Sericominolia is a genus of sea snails, marine gastropod mollusks in the family Trochidae, the top snails.

==General characteristics==
The shell is relatively thin and of moderate size, with a depressed turbiniform to trochoid‑turbiniform profile, reaching a diameter of up to 14.0 mm. The whorls are rounded or only weakly shouldered, with the periphery situated at or below mid‑whorl and the base comparatively flat. The sculpture is fine and consists of close‑set spiral lirae together with microscopic axial pliculae. The umbilicus is open and has a thickened rim, usually (though not invariably) bearing a distinct internal funicle that terminates in a reflected callus on the columellar lip, often in a contrasting colour. The outer lip is simple, and the interior is smooth.
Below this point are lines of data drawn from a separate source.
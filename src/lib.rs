pub mod cache;
pub mod config;
pub mod error;
pub mod lastfm;
pub mod models;
pub mod rate_limit;

// Re-export commonly used items
pub use cache::Resolver;
pub use cache::storage::{DocumentStore, FileStore, MemoryStore};
pub use cache::types::{Document, DocumentBody, Lookup, StoreKey};
pub use config::Config;
pub use error::{Error, Result};
pub use lastfm::{LastfmApi, LastfmClient};
pub use rate_limit::RateLimiter;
The operculum is corneous, relatively thick, and multispiral, though not tightly coiled; the whorl overlap is narrow and the peripheral fringe is also narrow, and there is no spiral microsculpture. The radula has relatively robust base‑plates on both the rachidian and lateral teeth; the inner marginal tooth is transitional, with a reduced cusp. Among the marginal teeth, cusps 3–10 are the largest and carry a broad, bluntly lanceolate central denticle that bears one to two smaller denticles at its outer base. The ctenidium is bipectinate, with the anterior portion remaining unattached.

==Species==
Species within the genus Sericominolia include:
- Sericominolia gloriola (Iredale, 1929)
- Sericominolia lifuana (P. Fischer, 1878)
- Sericominolia porcata D. G. Herbert, 2024
- Sericominolia safrocincta D. G. Herbert, 2024
- Sericominolia stearnsii (Pilsbry, 1895)
- Sericominolia vernicosa (Gould, 1861)

- Species brought into synonymy
- Sericominolia glaphyrella Williams et al. 2024: 6.: synonym of Kanakina glaphyrella (Melvill & Standen, 1895)
- Sericominolia stearnsii (Pilsbry, 1895): synonym of Ethminolia stearnsii (Pilsbry, 1895)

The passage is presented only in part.